No mundo, pode aumentar em 250 milhões o número de pessoas em insegurança alimentar. Mais de 30 países estão ameaçados pela pandemia da fome. O “Relatório Global 2020 sobre Crises Alimentares”, da ONU, revela a existência de 318 milhões de pessoas, em 55 países, em insegurança alimentar aguda. Muitas têm o que comer, mas não a quantidade diária suficiente de calorias necessárias. Se levarmos em conta a ingestão calórica, o número sobe para 2,5 bilhões de pessoas subalimentadas. Agravadas pela Covid-19, as causas da fome perduram: conflitos armados, condições climáticas extremas (desequilíbrio ambiental), dificuldades de acesso à terra e ao emprego, e turbulências econômicas.

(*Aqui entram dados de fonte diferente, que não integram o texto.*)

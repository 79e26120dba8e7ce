//! Integration tests for merge SQL generation
//!
//! Runs `DatabaseService::get_merge_sql` end to end against the mock sales
//! database: record graph resolution, statement ordering and the diff.

mod common;

use std::sync::Arc;

use dbstudio_core::{CustomColumnOverride, RecordNode, StudioError};
use indoc::indoc;
use pretty_assertions::assert_eq;

use common::{sales_database, service_for};

fn statement_count(sql: &str) -> usize {
    sql.matches("MERGE INTO").count()
}

fn position(sql: &str, needle: &str) -> usize {
    sql.find(needle)
        .unwrap_or_else(|| panic!("{needle:?} not found in:\n{sql}"))
}

// ============ Scenario tests ============

#[tokio::test]
async fn new_customer_matches_on_unique_email() {
    let (service, _) = service_for(Arc::new(sales_database()));
    let record = RecordNode::new("Sales", "Customer")
        .editing()
        .with_value("Email", "a@b.com")
        .with_value("Name", "Ann");

    let result = service.get_merge_sql("main", &record).await.unwrap();

    assert_eq!(result.original_sql, "");
    assert_eq!(
        result.new_sql,
        indoc! {"
            MERGE INTO [Sales].[Customer] AS T
            USING (SELECT
                NULL AS [CustomerId],
                'a@b.com' AS [Email],
                'Ann' AS [Name]
            ) AS S
            ON T.[Email] = S.[Email]
            WHEN MATCHED THEN UPDATE SET T.[Email] = S.[Email], T.[Name] = S.[Name]
            WHEN NOT MATCHED THEN INSERT ([Email], [Name]) VALUES (S.[Email], S.[Name])
            ;"}
    );
    assert!(result.diff_sql.starts_with("+ MERGE INTO [Sales].[Customer] AS T\n"));
    assert!(result.diff_sql.lines().all(|line| line.starts_with("+ ")));
}

#[tokio::test]
async fn new_dependency_is_written_first_and_referenced_by_subquery() {
    let (service, _) = service_for(Arc::new(sales_database()));
    let record = RecordNode::new("Sales", "Order")
        .editing()
        .with_value("Number", "SO-1")
        .with_value("Paid", "True")
        .with_dependency(
            RecordNode::new("Sales", "Customer")
                .editing()
                .with_parent_column("CustomerId")
                .with_value("Email", "new@x.com")
                .with_value("Name", "New"),
        );

    let result = service.get_merge_sql("main", &record).await.unwrap();

    assert_eq!(result.original_sql, "");
    assert_eq!(
        result.new_sql,
        indoc! {"
            MERGE INTO [Sales].[Customer] AS T
            USING (SELECT
                NULL AS [CustomerId],
                'new@x.com' AS [Email],
                'New' AS [Name]
            ) AS S
            ON T.[Email] = S.[Email]
            WHEN MATCHED THEN UPDATE SET T.[Email] = S.[Email], T.[Name] = S.[Name]
            WHEN NOT MATCHED THEN INSERT ([Email], [Name]) VALUES (S.[Email], S.[Name])
            ;

            MERGE INTO [Sales].[Order] AS T
            USING (SELECT
                NULL AS [OrderId],
                'SO-1' AS [Number],
                (SELECT [CustomerId] FROM [Sales].[Customer] WHERE [Email] = 'new@x.com') AS [CustomerId],
                1 AS [Paid],
                SYSDATETIMEOFFSET() AS [UpdatedAt]
            ) AS S
            ON T.[Number] = S.[Number]
            WHEN MATCHED THEN UPDATE SET T.[Number] = S.[Number], T.[CustomerId] = S.[CustomerId], T.[Paid] = S.[Paid], T.[UpdatedAt] = S.[UpdatedAt]
            WHEN NOT MATCHED THEN INSERT ([Number], [CustomerId], [Paid], [UpdatedAt]) VALUES (S.[Number], S.[CustomerId], S.[Paid], S.[UpdatedAt])
            ;"}
    );
}

#[tokio::test]
async fn statements_are_emitted_in_post_order_at_any_depth() {
    let (service, _) = service_for(Arc::new(sales_database()));
    let record = RecordNode::new("Sales", "OrderLine")
        .editing()
        .with_value("Sku", "SKU-1")
        .with_value("Quantity", "3")
        .with_dependency(
            RecordNode::new("Sales", "Order")
                .editing()
                .with_parent_column("OrderId")
                .with_value("Number", "SO-2")
                .with_value("Paid", "false")
                .with_dependency(
                    RecordNode::new("Sales", "Customer")
                        .editing()
                        .with_parent_column("CustomerId")
                        .with_value("Email", "c@x.com")
                        .with_value("Name", "Cy"),
                ),
        );

    let sql = service.get_merge_sql("main", &record).await.unwrap().new_sql;

    assert_eq!(statement_count(&sql), 3);
    let customer = position(&sql, "MERGE INTO [Sales].[Customer]");
    let order = position(&sql, "MERGE INTO [Sales].[Order] ");
    let line = position(&sql, "MERGE INTO [Sales].[OrderLine]");
    assert!(customer < order && order < line);

    assert!(sql.contains(
        "(SELECT [OrderId] FROM [Sales].[Order] WHERE [Number] = 'SO-2') AS [OrderId]"
    ));
    assert!(sql.contains("ON T.[OrderId] = S.[OrderId] AND T.[Sku] = S.[Sku]"));
    assert!(sql.contains("0 AS [Paid]"));
}

#[tokio::test]
async fn lookup_only_dependency_emits_no_statement() {
    let (service, _) = service_for(Arc::new(sales_database()));
    let record = RecordNode::new("Sales", "Order")
        .editing()
        .with_value("Number", "SO-3")
        .with_value("CustomerId", "2")
        .with_dependency(RecordNode::new("Sales", "Customer").with_parent_column("CustomerId"));

    let sql = service.get_merge_sql("main", &record).await.unwrap().new_sql;

    assert_eq!(statement_count(&sql), 1);
    assert!(sql.contains(
        "(SELECT [CustomerId] FROM [Sales].[Customer] WHERE [Email] = 'b@b.com') AS [CustomerId]"
    ));
}

#[tokio::test]
async fn unchanged_record_has_no_diff() {
    let (service, _) = service_for(Arc::new(sales_database()));
    let record = RecordNode::new("Sales", "Order")
        .editing()
        .with_value("OrderId", "10")
        .with_value("Number", "SO-10")
        .with_value("CustomerId", "1")
        .with_value("Paid", "True")
        .with_value("UpdatedAt", "2030-01-01T00:00:00");

    let result = service.get_merge_sql("main", &record).await.unwrap();

    assert_eq!(result.diff_sql, "");
    assert!(!result.has_changes());
    assert_eq!(result.original_sql.trim(), result.new_sql.trim());
    assert_eq!(statement_count(&result.new_sql), 1);
    assert!(result.new_sql.contains("WHERE [Email] = 'a@b.com') AS [CustomerId]"));
}

#[tokio::test]
async fn moving_to_another_parent_diffs_both_parents() {
    let database = Arc::new(sales_database());
    let (service, _) = service_for(database.clone());
    let record = RecordNode::new("Sales", "Order")
        .editing()
        .with_value("OrderId", "10")
        .with_value("Number", "SO-10")
        .with_value("CustomerId", "2")
        .with_value("Paid", "1")
        .with_dependency(
            RecordNode::new("Sales", "Customer")
                .editing()
                .with_parent_column("CustomerId")
                .with_value("CustomerId", "2")
                .with_value("Email", "b@b.com")
                .with_value("Name", "Bea Edited"),
        );

    let result = service.get_merge_sql("main", &record).await.unwrap();

    assert_eq!(statement_count(&result.original_sql), 2);
    assert!(result.original_sql.contains("'Bea' AS [Name]"));
    assert!(
        result
            .original_sql
            .contains("WHERE [Email] = 'a@b.com') AS [CustomerId]")
    );

    assert_eq!(statement_count(&result.new_sql), 2);
    assert!(result.new_sql.contains("'Bea Edited' AS [Name]"));
    assert!(result.new_sql.contains("WHERE [Email] = 'b@b.com') AS [CustomerId]"));

    let diff = &result.diff_sql;
    assert!(diff.lines().any(|l| l.starts_with("- ") && l.contains("'Bea' AS [Name]")));
    assert!(diff.lines().any(|l| l.starts_with("+ ") && l.contains("'Bea Edited' AS [Name]")));
    assert!(diff.lines().any(|l| l.starts_with("  ") && l.contains("MERGE INTO [Sales].[Order]")));

    let fetched = database.fetch_log();
    assert!(fetched.contains(&"Sales.Customer#1".to_string()));
    assert!(fetched.contains(&"Sales.Customer#2".to_string()));
}

#[tokio::test]
async fn repointed_foreign_key_looks_up_the_new_parent() {
    let database = Arc::new(sales_database());
    let (service, _) = service_for(database.clone());
    let record = RecordNode::new("Sales", "Order")
        .editing()
        .with_value("OrderId", "10")
        .with_value("Number", "SO-10")
        .with_value("CustomerId", "2")
        .with_value("Paid", "1")
        .with_dependency(RecordNode::new("Sales", "Customer").with_parent_column("CustomerId"));

    let result = service.get_merge_sql("main", &record).await.unwrap();

    assert_eq!(statement_count(&result.new_sql), 1);
    assert!(result.new_sql.contains("WHERE [Email] = 'b@b.com') AS [CustomerId]"));
    assert!(!result.new_sql.contains("2 AS [CustomerId]"));
    assert!(
        result
            .original_sql
            .contains("WHERE [Email] = 'a@b.com') AS [CustomerId]")
    );
    assert!(result.diff_sql.lines().any(|l| l.starts_with("+ ") && l.contains("'b@b.com'")));

    let fetched = database.fetch_log();
    assert!(fetched.contains(&"Sales.Customer#1".to_string()));
    assert!(fetched.contains(&"Sales.Customer#2".to_string()));
}

#[tokio::test]
async fn self_reference_terminates() {
    let (service, _) = service_for(Arc::new(sales_database()));
    let record = RecordNode::new("Sales", "Employee")
        .editing()
        .with_value("EmployeeId", "7")
        .with_value("Code", "E7")
        .with_value("ManagerId", "7");

    let result = service.get_merge_sql("main", &record).await.unwrap();

    assert_eq!(statement_count(&result.new_sql), 1);
    assert!(result.new_sql.contains(
        "(SELECT [EmployeeId] FROM [Sales].[Employee] WHERE [Code] = 'E7') AS [ManagerId]"
    ));
    assert_eq!(result.diff_sql, "");
}

// ============ Failure tests ============

#[tokio::test]
async fn blank_record_id_is_rejected() {
    let (service, _) = service_for(Arc::new(sales_database()));
    let record = RecordNode::new("Sales", "Employee")
        .editing()
        .with_value("EmployeeId", "  ")
        .with_value("Code", "E9");

    let err = service.get_merge_sql("main", &record).await.unwrap_err();
    assert!(matches!(err, StudioError::Validation(_)), "{err}");
}

#[tokio::test]
async fn dependency_without_parent_column_is_rejected() {
    let (service, _) = service_for(Arc::new(sales_database()));
    let record = RecordNode::new("Sales", "Order")
        .editing()
        .with_value("Number", "SO-4")
        .with_dependency(RecordNode::new("Sales", "Customer").editing());

    let err = service.get_merge_sql("main", &record).await.unwrap_err();
    assert!(matches!(err, StudioError::Validation(_)), "{err}");
}

#[tokio::test]
async fn unknown_table_is_schema_error() {
    let (service, _) = service_for(Arc::new(sales_database()));
    let record = RecordNode::new("Sales", "Invoice").editing();

    let err = service.get_merge_sql("main", &record).await.unwrap_err();
    assert!(matches!(err, StudioError::Schema(_)), "{err}");
}

#[tokio::test]
async fn strict_codec_failure_fails_generation() {
    let (service, _) = service_for(Arc::new(sales_database()));
    let record = RecordNode::new("Sales", "OrderLine")
        .editing()
        .with_value("Sku", "SKU-9")
        .with_value("Quantity", "three");

    let err = service.get_merge_sql("main", &record).await.unwrap_err();
    assert!(matches!(err, StudioError::Parse { .. }), "{err}");
}

#[tokio::test]
async fn lookup_into_table_without_identity_is_configuration_error() {
    let (service, _) = service_for(Arc::new(sales_database()));
    let mut name_to_log = CustomColumnOverride::new("main", "Sales", "Customer", "Name");
    name_to_log.is_fk = Some(true);
    name_to_log.fk_schema = Some("Sales".into());
    name_to_log.fk_table = Some("Log".into());
    service
        .define_column_config("main", vec![name_to_log])
        .await
        .unwrap();

    let record = RecordNode::new("Sales", "Customer")
        .editing()
        .with_value("CustomerId", "1")
        .with_value("Email", "a@b.com")
        .with_value("Name", "Ann");

    let err = service.get_merge_sql("main", &record).await.unwrap_err();
    assert!(matches!(err, StudioError::Configuration(_)), "{err}");
}

#[tokio::test]
async fn client_payload_deserializes_into_record_tree() {
    let (service, _) = service_for(Arc::new(sales_database()));
    let record: RecordNode = serde_json::from_str(
        r#"{
            "isEdition": true,
            "schema": "Sales",
            "table": "Customer",
            "parentColumn": null,
            "columns": { "Email": "a@b.com", "Name": null },
            "dependencies": []
        }"#,
    )
    .unwrap();

    let sql = service.get_merge_sql("main", &record).await.unwrap().new_sql;
    assert!(sql.contains("NULL AS [Name]"));
}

O reverendo britânico Thomas Malthus se enganou ao prever, em 1789, que nos séculos vindouros a produção de alimentos cresceria aritmeticamente (1-2-3-4) e a população, geometricamente (1-2-4-8). Haveria mais bocas do que pão. Ao declarar isso o mundo tinha 1 bilhão de habitantes. Hoje somos quase 8 bilhões e sobram alimentos, suficientes para saciar ao menos 12 bilhões de seres humanos! Portanto, o que falta é partilha. A fome perdura porque há muitas famílias sem terra e muitas terras em mãos de poucas famílias.

Bilhões de famílias não têm recursos para comprar comida, que deixou de ter valor de uso e passou, com o capitalismo, a ter valor de troca. Essa mercantilização do bem mais essencial à nossa sobrevivência biológica é um crime hediondo. Os agricultores já não podem levar seus produtos ao mercado e vendê-los. Devem repassar ao atravessador que revende ao sistema que os processa, transporta, empacota e distribui aos pontos de varejo.

Hoje, são os bancos, as multinacionais e os fundos de pensão que dominam o mercado de alimentos e promovem especulações por meio de derivativos de commodities. Quando ocorre uma interrupção nessa cadeia, os agricultores são obrigados a queimar ou enterrar os produtos. Um crime de lesa-humanidade praticado em homenagem ao deus Capital.

 

Frei Betto
Frade dominicano, jornalista graduado e escritor brasileiro. É adepto da Teologia da Libertação, militante de movimentos pastorais e sociais. Foi coordenador de Mobilização Social do programa Fome Zero.